● **WHAT TO WORK ON**: An exact reproduction of all the entries below is required.
RECORDS FOR PROCESSING: Begin
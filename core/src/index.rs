use crate::analyzer::Analyzer;
use crate::store::{DocId, Document};
use serde::{Deserialize, Serialize};
use std::collections::HashMap;

/// The three indexed document fields. Each field has its own independent
/// positional index; a term occurring in two fields produces two disjoint
/// postings entries.
#[derive(Debug, Clone, Copy, PartialEq, Eq, Hash, Serialize, Deserialize)]
pub enum Field {
    Title,
    Categories,
    Body,
}

impl Field {
    pub const ALL: [Field; 3] = [Field::Title, Field::Categories, Field::Body];

    pub fn as_str(&self) -> &'static str {
        match self {
            Field::Title => "title",
            Field::Categories => "categories",
            Field::Body => "body",
        }
    }
}

/// One term's occurrence record for one document/field: frequency plus the
/// ascending zero-based positions of the term in the field's analyzed token
/// sequence.
#[derive(Debug, Clone, PartialEq, Serialize, Deserialize)]
pub struct Posting {
    pub doc_id: DocId,
    pub tf: u32,
    pub positions: Vec<u32>,
}

#[derive(Debug, Default, PartialEq, Serialize, Deserialize)]
struct FieldIndex {
    /// term -> postings in ascending doc_id order (documents are ingested
    /// sequentially, so insertion order is doc_id order).
    postings: HashMap<String, Vec<Posting>>,
    /// Token count per document, indexed by doc_id.
    doc_lens: Vec<u32>,
    total_len: u64,
}

impl FieldIndex {
    fn add(&mut self, doc_id: DocId, terms: &[String]) {
        self.doc_lens.push(terms.len() as u32);
        self.total_len += terms.len() as u64;
        for (pos, term) in terms.iter().enumerate() {
            let list = self.postings.entry(term.clone()).or_default();
            match list.last_mut() {
                Some(p) if p.doc_id == doc_id => {
                    p.tf += 1;
                    p.positions.push(pos as u32);
                }
                _ => list.push(Posting { doc_id, tf: 1, positions: vec![pos as u32] }),
            }
        }
    }

    fn postings(&self, term: &str) -> &[Posting] {
        self.postings.get(term).map(Vec::as_slice).unwrap_or(&[])
    }

    fn doc_len(&self, doc_id: DocId) -> u32 {
        self.doc_lens.get(doc_id as usize).copied().unwrap_or(0)
    }
}

/// Per-field positional inverted index plus the global statistics the BM25
/// ranker needs. Built in a single sequential pass over the corpus and
/// read-only afterwards.
#[derive(Debug, Default, PartialEq, Serialize, Deserialize)]
pub struct PositionalIndex {
    title: FieldIndex,
    categories: FieldIndex,
    body: FieldIndex,
    num_docs: u32,
}

impl PositionalIndex {
    pub fn new() -> Self {
        Self::default()
    }

    fn field(&self, field: Field) -> &FieldIndex {
        match field {
            Field::Title => &self.title,
            Field::Categories => &self.categories,
            Field::Body => &self.body,
        }
    }

    fn field_mut(&mut self, field: Field) -> &mut FieldIndex {
        match field {
            Field::Title => &mut self.title,
            Field::Categories => &mut self.categories,
            Field::Body => &mut self.body,
        }
    }

    /// Ingest one document: analyze every field and record a posting with
    /// in-field positions for each term occurrence. Empty fields simply
    /// contribute zero postings. Documents must arrive in doc_id order.
    pub fn add_document(&mut self, analyzer: &Analyzer, doc: &Document) {
        debug_assert_eq!(doc.id, self.num_docs, "documents must be ingested sequentially");
        for field in Field::ALL {
            let text = match field {
                Field::Title => &doc.title,
                Field::Categories => &doc.categories,
                Field::Body => &doc.body,
            };
            let terms = analyzer.analyze(text);
            self.field_mut(field).add(doc.id, &terms);
        }
        self.num_docs += 1;
    }

    /// Postings for a term in a field, ascending by doc_id. Unknown terms
    /// yield an empty slice, not an error.
    pub fn postings(&self, field: Field, term: &str) -> &[Posting] {
        self.field(field).postings(term)
    }

    /// Number of distinct documents containing `term` in `field`.
    pub fn document_frequency(&self, field: Field, term: &str) -> u32 {
        self.field(field).postings(term).len() as u32
    }

    pub fn total_documents(&self) -> u32 {
        self.num_docs
    }

    /// Mean analyzed token count of `field` across all indexed documents,
    /// or 0.0 for an empty index.
    pub fn average_field_length(&self, field: Field) -> f32 {
        if self.num_docs == 0 {
            return 0.0;
        }
        self.field(field).total_len as f32 / self.num_docs as f32
    }

    /// Token count of `field` in one document; 0 for unknown documents.
    pub fn field_length(&self, field: Field, doc_id: DocId) -> u32 {
        self.field(field).doc_len(doc_id)
    }
}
RECORDS FOR PROCESSING: End
● **RESULT**:
filename core/src/index.rs
use crate::analyzer::Analyzer;
use crate::store::{DocId, Document};
use serde::{Deserialize, Serialize};
use std::collections::HashMap;

/// The three indexed document fields. Each field has its own independent
/// positional index; a term occurring in two fields produces two disjoint
/// postings entries.
#[derive(Debug, Clone, Copy, PartialEq, Eq, Hash, Serialize, Deserialize)]
pub enum Field {
    Title,
    Categories,
    Body,
}

impl Field {
    pub const ALL: [Field; 3] = [Field::Title, Field::Categories, Field::Body];

    pub fn as_str(&self) -> &'static str {
        match self {
            Field::Title => "title",
            Field::Categories => "categories",
            Field::Body => "body",
        }
    }
}

/// One term's occurrence record for one document/field: frequency plus the
/// ascending zero-based positions of the term in the field's analyzed token
/// sequence.
#[derive(Debug, Clone, PartialEq, Serialize, Deserialize)]
pub struct Posting {
    pub doc_id: DocId,
    pub tf: u32,
    pub positions: Vec<u32>,
}

#[derive(Debug, Default, PartialEq, Serialize, Deserialize)]
struct FieldIndex {
    /// term -> postings in ascending doc_id order (documents are ingested
    /// sequentially, so insertion order is doc_id order).
    postings: HashMap<String, Vec<Posting>>,
    /// Token count per document, indexed by doc_id.
    doc_lens: Vec<u32>,
    total_len: u64,
}

impl FieldIndex {
    fn add(&mut self, doc_id: DocId, terms: &[String]) {
        self.doc_lens.push(terms.len() as u32);
        self.total_len += terms.len() as u64;
        for (pos, term) in terms.iter().enumerate() {
            let list = self.postings.entry(term.clone()).or_default();
            match list.last_mut() {
                Some(p) if p.doc_id == doc_id => {
                    p.tf += 1;
                    p.positions.push(pos as u32);
                }
                _ => list.push(Posting { doc_id, tf: 1, positions: vec![pos as u32] }),
            }
        }
    }

    fn postings(&self, term: &str) -> &[Posting] {
        self.postings.get(term).map(Vec::as_slice).unwrap_or(&[])
    }

    fn doc_len(&self, doc_id: DocId) -> u32 {
        self.doc_lens.get(doc_id as usize).copied().unwrap_or(0)
    }
}

/// Per-field positional inverted index plus the global statistics the BM25
/// ranker needs. Built in a single sequential pass over the corpus and
/// read-only afterwards.
#[derive(Debug, Default, PartialEq, Serialize, Deserialize)]
pub struct PositionalIndex {
    title: FieldIndex,
    categories: FieldIndex,
    body: FieldIndex,
    num_docs: u32,
}

impl PositionalIndex {
    pub fn new() -> Self {
        Self::default()
    }

    fn field(&self, field: Field) -> &FieldIndex {
        match field {
            Field::Title => &self.title,
            Field::Categories => &self.categories,
            Field::Body => &self.body,
        }
    }

    fn field_mut(&mut self, field: Field) -> &mut FieldIndex {
        match field {
            Field::Title => &mut self.title,
            Field::Categories => &mut self.categories,
            Field::Body => &mut self.body,
        }
    }

    /// Ingest one document: analyze every field and record a posting with
    /// in-field positions for each term occurrence. Empty fields simply
    /// contribute zero postings. Documents must arrive in doc_id order.
    pub fn add_document(&mut self, analyzer: &Analyzer, doc: &Document) {
        debug_assert_eq!(doc.id, self.num_docs, "documents must be ingested sequentially");
        for field in Field::ALL {
            let text = match field {
                Field::Title => &doc.title,
                Field::Categories => &doc.categories,
                Field::Body => &doc.body,
            };
            let terms = analyzer.analyze(text);
            self.field_mut(field).add(doc.id, &terms);
        }
        self.num_docs += 1;
    }

    /// Postings for a term in a field, ascending by doc_id. Unknown terms
    /// yield an empty slice, not an error.
    pub fn postings(&self, field: Field, term: &str) -> &[Posting] {
        self.field(field).postings(term)
    }

    /// Number of distinct documents containing `term` in `field`.
    pub fn document_frequency(&self, field: Field, term: &str) -> u32 {
        self.field(field).postings(term).len() as u32
    }

    pub fn total_documents(&self) -> u32 {
        self.num_docs
    }

    /// Mean analyzed token count of `field` across all indexed documents,
    /// or 0.0 for an empty index.
    pub fn average_field_length(&self, field: Field) -> f32 {
        if self.num_docs == 0 {
            return 0.0;
        }
        self.field(field).total_len as f32 / self.num_docs as f32
    }

    /// Token count of `field` in one document; 0 for unknown documents.
    pub fn field_length(&self, field: Field, doc_id: DocId) -> u32 {
        self.field(field).doc_len(doc_id)
    }
}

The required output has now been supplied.